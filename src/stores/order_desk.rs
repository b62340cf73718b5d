use crate::models::cart::Cart;
use crate::models::order::Order;
use crate::utils::sync::lock;
use std::sync::Mutex;

#[derive(Default)]
struct DeskState {
    tracked: Option<Order>,
    in_flight: bool,
}

/// What the order section currently shows
#[derive(Clone, Debug, PartialEq)]
pub struct OrderSnapshot {
    pub cart: Cart,
    pub tracked: Option<Order>,
    pub busy: bool,
}

/// Cart plus the single tracked order.
///
/// At most one order action runs at a time: `begin` hands out an
/// [`InFlight`] ticket and refuses while one is outstanding.
pub struct OrderDesk {
    cart: Cart,
    state: Mutex<DeskState>,
}

impl OrderDesk {
    pub fn new(cart: Cart) -> Self {
        Self {
            cart,
            state: Mutex::new(DeskState::default()),
        }
    }

    pub fn cart(&self) -> &Cart {
        &self.cart
    }

    pub fn tracked(&self) -> Option<Order> {
        lock(&self.state).tracked.clone()
    }

    pub fn is_busy(&self) -> bool {
        lock(&self.state).in_flight
    }

    /// Claim the desk for one order action. `None` while another is running.
    pub fn begin(&self) -> Option<InFlight<'_>> {
        let mut state = lock(&self.state);
        if state.in_flight {
            return None;
        }
        state.in_flight = true;
        Some(InFlight { desk: self })
    }

    pub fn snapshot(&self) -> OrderSnapshot {
        let state = lock(&self.state);
        OrderSnapshot {
            cart: self.cart.clone(),
            tracked: state.tracked.clone(),
            busy: state.in_flight,
        }
    }
}

/// Outstanding order action. Dropping it releases the desk, including when
/// the request future is cancelled mid-flight.
pub struct InFlight<'a> {
    desk: &'a OrderDesk,
}

impl InFlight<'_> {
    /// Replace the tracked order with what the backend returned
    pub fn track(self, order: Order) {
        lock(&self.desk.state).tracked = Some(order);
    }
}

impl Drop for InFlight<'_> {
    fn drop(&mut self) {
        lock(&self.desk.state).in_flight = false;
    }
}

_TASK DIRECTIONS_
Taking the entries above, print exactly the lines starting at the line with "use crate::models::order::Order;" and ending at the line with "#[derive(Clone, Debug, PartialEq)]", both included.

_SOLUTION_
use crate::models::order::Order;
use crate::utils::sync::lock;
use std::sync::Mutex;

#[derive(Default)]
struct DeskState {
    tracked: Option<Order>,
    in_flight: bool,
}

/// What the order section currently shows
#[derive(Clone, Debug, PartialEq)]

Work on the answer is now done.